A lot of people think WD40 is the do-all, all singing lubricant. Even though it hardly lubricates at all.

Strange how names of things like this are often thrown into the mix but not correct?

PS; Glow plugs have nuts on the end to hold the wire on and not bolts.


----------



## Herbenny (Nov 16, 2014)

sparrks said:


> Out of interest what do you mean by "_as the turn over in the mornings (particularly cold) is a bit hit and miss_"? In other words what makes you think it is the heater/glow plugs?



A friend of ours know some basic mechanical knowledge and suggested that it could be this.
It will start after several attempts and if we are lucky enough to 'catch it' if you know what I mean. Alongside the black smoke It all points to the 'glow plugs'. 

Thanks for your advice everyone but I think it might have to go to the garage ...I wouldn't want  to start something we cant finish :sad:


----------



## Polar Bear (Nov 16, 2014)

Herbenny said:


> A friend of ours know some basic mechanical knowledge and suggested that it could be this.
> It will start after several attempts and if we are lucky enough to 'catch it' if you know what I mean.
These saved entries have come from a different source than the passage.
pub mod model;

use chrono::{DateTime, Utc};
use serde_json::Value;
use sqlx::PgPool;
use uuid::Uuid;

use crate::db::Databases;
use crate::error::IngestError;
use model::{EmbeddingJob, HoldingsItem, Instrument, OrderEventRecord, QueueStatus};

/// Typed SQL entry point used by every stream worker and the embedding pump.
/// Wraps the two pools in `Databases` with the operations named in the data
/// model; callers never issue raw SQL of their own.
#[derive(Clone)]
pub struct StoreGateway {
    market: PgPool,
    private: PgPool,
}

impl StoreGateway {
    pub fn new(dbs: &Databases) -> Self {
        Self {
            market: dbs.market.clone(),
            private: dbs.private.clone(),
        }
    }

    pub async fn insert_order_book(
        &self,
        ticker: &str,
        class_code: &str,
        event_time: DateTime<Utc>,
        payload: &Value,
    ) -> Result<(), IngestError> {
        sqlx::query(
            "INSERT INTO order_book_snapshots (ticker, class_code, event_time, payload) VALUES ($1, $2, $3, $4)",
        )
        .bind(ticker)
        .bind(class_code)
        .bind(event_time)
        .bind(payload)
        .execute(&self.market)
        .await?;
        Ok(())
    }

    pub async fn insert_quotes(
        &self,
        ticker: &str,
        class_code: &str,
        event_time: DateTime<Utc>,
        payload: &Value,
    ) -> Result<(), IngestError> {
        sqlx::query(
            "INSERT INTO quotes (ticker, class_code, event_time, payload) VALUES ($1, $2, $3, $4)",
        )
        .bind(ticker)
        .bind(class_code)
        .bind(event_time)
        .bind(payload)
        .execute(&self.market)
        .await?;
        Ok(())
    }

    pub async fn insert_last_trades(
        &self,
        ticker: &str,
        class_code: &str,
        event_time: DateTime<Utc>,
        payload: &Value,
    ) -> Result<(), IngestError> {
        sqlx::query(
            "INSERT INTO last_trades (ticker, class_code, event_time, payload) VALUES ($1, $2, $3, $4)",
        )
        .bind(ticker)
        .bind(class_code)
        .bind(event_time)
        .bind(payload)
        .execute(&self.market)
        .await?;
        Ok(())
    }

    #[allow(clippy::too_many_arguments)]
    pub async fn insert_candle(
        &self,
        ticker: &str,
        class_code: &str,
        time_frame: &str,
        event_time: DateTime<Utc>,
        open: f64,
        high: f64,
        low: f64,
        close: f64,
        volume: f64,
        payload: &Value,
    ) -> Result<(), IngestError> {
        sqlx::query(
            r#"INSERT INTO candles
               (ticker, class_code, time_frame, event_time, open, high, low, close, volume, payload)
               VALUES ($1, $2, $3, $4, $5, $6, $7, $8, $9, $10)"#,
        )
        .bind(ticker)
        .bind(class_code)
        .bind(time_frame)
        .bind(event_time)
        .bind(open)
        .bind(high)
        .bind(low)
        .bind(close)
        .bind(volume)
        .bind(payload)
        .execute(&self.market)
        .await?;
        Ok(())
    }

    /// Returns the instruments an operator pinned for streaming, used when
    /// `use_db_instruments` is set instead of the static env-var list.
    pub async fn fetch_selected_assets(&self) -> Result<Vec<Instrument>, IngestError> {
        let rows: Vec<(String, String)> =
            sqlx::query_as("SELECT ticker, class_code FROM selected_assets")
                .fetch_all(&self.private)
                .await?;
        Ok(rows
            .into_iter()
            .map(|(ticker, class_code)| Instrument::new(ticker, class_code))
            .collect())
    }

    pub async fn insert_holdings_snapshot(
        &self,
        account: &str,
        payload: &Value,
    ) -> Result<(), IngestError> {
        sqlx::query("INSERT INTO holdings_snapshots (account, payload) VALUES ($1, $2)")
            .bind(account)
            .bind(payload)
            .execute(&self.private)
            .await?;
        Ok(())
    }

    pub async fn upsert_holdings_current(&self, item: &HoldingsItem) -> Result<(), IngestError> {
        sqlx::query(
            r#"INSERT INTO holdings_current (account, ticker, class_code, quantity, avg_price, currency, updated_at)
               VALUES ($1, $2, $3, $4, $5, $6, now())
               ON CONFLICT (account, ticker, class_code) DO UPDATE SET
                 quantity = EXCLUDED.quantity,
                 avg_price = EXCLUDED.avg_price,
                 currency = EXCLUDED.currency,
                 updated_at = now()"#,
        )
        .bind(&item.account)
        .bind(&item.ticker)
        .bind(&item.class_code)
        .bind(item.quantity)
        .bind(item.avg_price)
        .bind(&item.currency)
        .execute(&self.private)
        .await?;
        Ok(())
    }

    pub async fn insert_order_event(
        &self,
        event: &OrderEventRecord,
        transaction_time: Option<DateTime<Utc>>,
    ) -> Result<(), IngestError> {
        sqlx::query(
            r#"INSERT INTO order_events
               (original_client_order_id, client_order_id, order_status, execution_type, ticker, class_code, transaction_time, payload)
               VALUES ($1, $2, $3, $4, $5, $6, $7, $8)"#,
        )
        .bind(&event.original_client_order_id)
        .bind(&event.client_order_id)
        .bind(&event.order_status)
        .bind(&event.execution_type)
        .bind(&event.ticker)
        .bind(&event.class_code)
        .bind(transaction_time)
        .bind(&event.raw)
        .execute(&self.private)
        .await?;
        Ok(())
    }

    pub async fn insert_limits_snapshot(
        &self,
        account: &str,
        payload: &Value,
    ) -> Result<(), IngestError> {
        sqlx::query("INSERT INTO limits_snapshots (account, payload) VALUES ($1, $2)")
            .bind(account)
            .bind(payload)
            .execute(&self.private)
            .await?;
        Ok(())
    }

    pub async fn insert_marginal_snapshot(
        &self,
        account: &str,
        payload: &Value,
    ) -> Result<(), IngestError> {
        sqlx::query("INSERT INTO marginal_indicators_snapshots (account, payload) VALUES ($1, $2)")
            .bind(account)
            .bind(payload)
            .execute(&self.private)
            .await?;
        Ok(())
    }

    /// Leases up to `limit` pending rows for processing using
    /// `FOR UPDATE SKIP LOCKED`, so multiple pump instances can drain the
    /// same queue without double-processing a row (spec §4.4, §8.5).
    pub async fn fetch_embedding_batch(
        &self,
        limit: i64,
    ) -> Result<Vec<EmbeddingJob>, IngestError> {
        let mut tx = self.private.begin().await?;

        let rows: Vec<(Uuid, String, String, String, Value)> = sqlx::query_as(
            r#"SELECT id, entity_type, entity_id, text, metadata
               FROM embedding_queue
               WHERE status = $1
               ORDER BY created_at
               FOR UPDATE SKIP LOCKED
               LIMIT $2"#,
        )
        .bind(QueueStatus::Pending.as_db_str())
        .bind(limit)
        .fetch_all(&mut *tx)
        .await?;

        let ids: Vec<Uuid> = rows.iter().map(|r| r.0).collect();
        if !ids.is_empty() {
            sqlx::query(
                "UPDATE embedding_queue SET status = $1, updated_at = now() WHERE id = ANY($2)",
            )
            .bind(QueueStatus::Processing.as_db_str())
            .bind(&ids)
            .execute(&mut *tx)
            .await?;
        }

        tx.commit().await?;

        Ok(rows
            .into_iter()
            .map(|(id, entity_type, entity_id, text, metadata)| EmbeddingJob {
                id: id.to_string(),
                entity_type,
                entity_id,
                text,
                metadata,
            })
            .collect())
    }

    /// Appends a new row to the embedding queue with status `pending`.
    pub async fn enqueue_embedding(
        &self,
        entity_type: &str,
        entity_id: &str,
        text: &str,
        metadata: &Value,
    ) -> Result<(), IngestError> {
        sqlx::query(
            "INSERT INTO embedding_queue (entity_type, entity_id, text, metadata) VALUES ($1, $2, $3, $4)",
        )
        .bind(entity_type)
        .bind(entity_id)
        .bind(text)
        .bind(metadata)
        .execute(&self.private)
        .await?;
        Ok(())
    }

    /// Inserts the embedding row and marks the source queue row `done`, in
    /// one transaction.
    pub async fn store_embedding(
        &self,
        queue_id: &str,
        entity_type: &str,
        entity_id: &str,
        vector_text: &str,
        metadata: &Value,
    ) -> Result<(), IngestError> {
        let id = parse_queue_id(queue_id)?;
        let mut tx = self.private.begin().await?;

        sqlx::query(
            r#"INSERT INTO embeddings (entity_type, entity_id, vector, metadata)
               VALUES ($1, $2, $3, $4)
               ON CONFLICT (entity_type, entity_id) DO UPDATE SET
                 vector = EXCLUDED.vector,
                 metadata = EXCLUDED.metadata,
                 created_at = now()"#,
        )
        .bind(entity_type)
        .bind(entity_id)
        .bind(vector_text)
        .bind(metadata)
        .execute(&mut *tx)
        .await?;

        sqlx::query(
            "UPDATE embedding_queue SET status = $1, updated_at = now() WHERE id = $2",
        )
        .bind(QueueStatus::Done.as_db_str())
        .bind(id)
        .execute(&mut *tx)
        .await?;

        tx.commit().await?;
        Ok(())
    }

    /// Marks a queue row `error` and merges `{"error": reason}` into its
    /// metadata JSON (spec §4.2, §4.4).
    pub async fn mark_embedding_failed(
        &self,
        queue_id: &str,
        reason: &str,
    ) -> Result<(), IngestError> {
        let id = parse_queue_id(queue_id)?;
        sqlx::query(
            r#"UPDATE embedding_queue
               SET status = $1,
                   metadata = metadata || jsonb_build_object('error', $2::text),
                   updated_at = now()
               WHERE id = $3"#,
        )
        .bind(QueueStatus::Error.as_db_str())
        .bind(reason)
        .bind(id)
        .execute(&self.private)
        .await?;
        Ok(())
    }
}

fn parse_queue_id(queue_id: &str) -> Result<Uuid, IngestError> {
    queue_id.parse().map_err(|_| IngestError::QueueRow {
        queue_id: queue_id.to_string(),
        reason: "malformed queue row id".to_string(),
    })
}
Alongside the black smoke It all points to the 'glow plugs'.
> 
> Thanks for your advice everyone but I think it might have to go to the garage ...I wouldn't want  to start something we cant finish :sad:



Hi.

Do you see a 'coil' glow plug lamp on the dash and wait until it goes out?

It smokes on start up I would also be inclined to test fuel delivery.
Get a can of spray can of 'brake cleaner' from your local car spares shop do not use easy-start, it's too aggressive - pull pipe off of air cleaner and spray a small amount up pipe as someone tries to start it up.
If it starts straight away you probably have an air leak.


----------



## dave docwra (Nov 16, 2014)

How long are you waiting after the glow plug lamp extingushes before turning over?


----------



## barryd (Nov 16, 2014)

I will be interested to see the outcome of this as we have had a similar problem for years.  Tried new glow plugs (twice) and no different. 1996 Peugeot Boxer 2.5TD

when its cold the van starts like a bag of spanners including lots of smoke.  Once its warm or if its a warm day then its fine.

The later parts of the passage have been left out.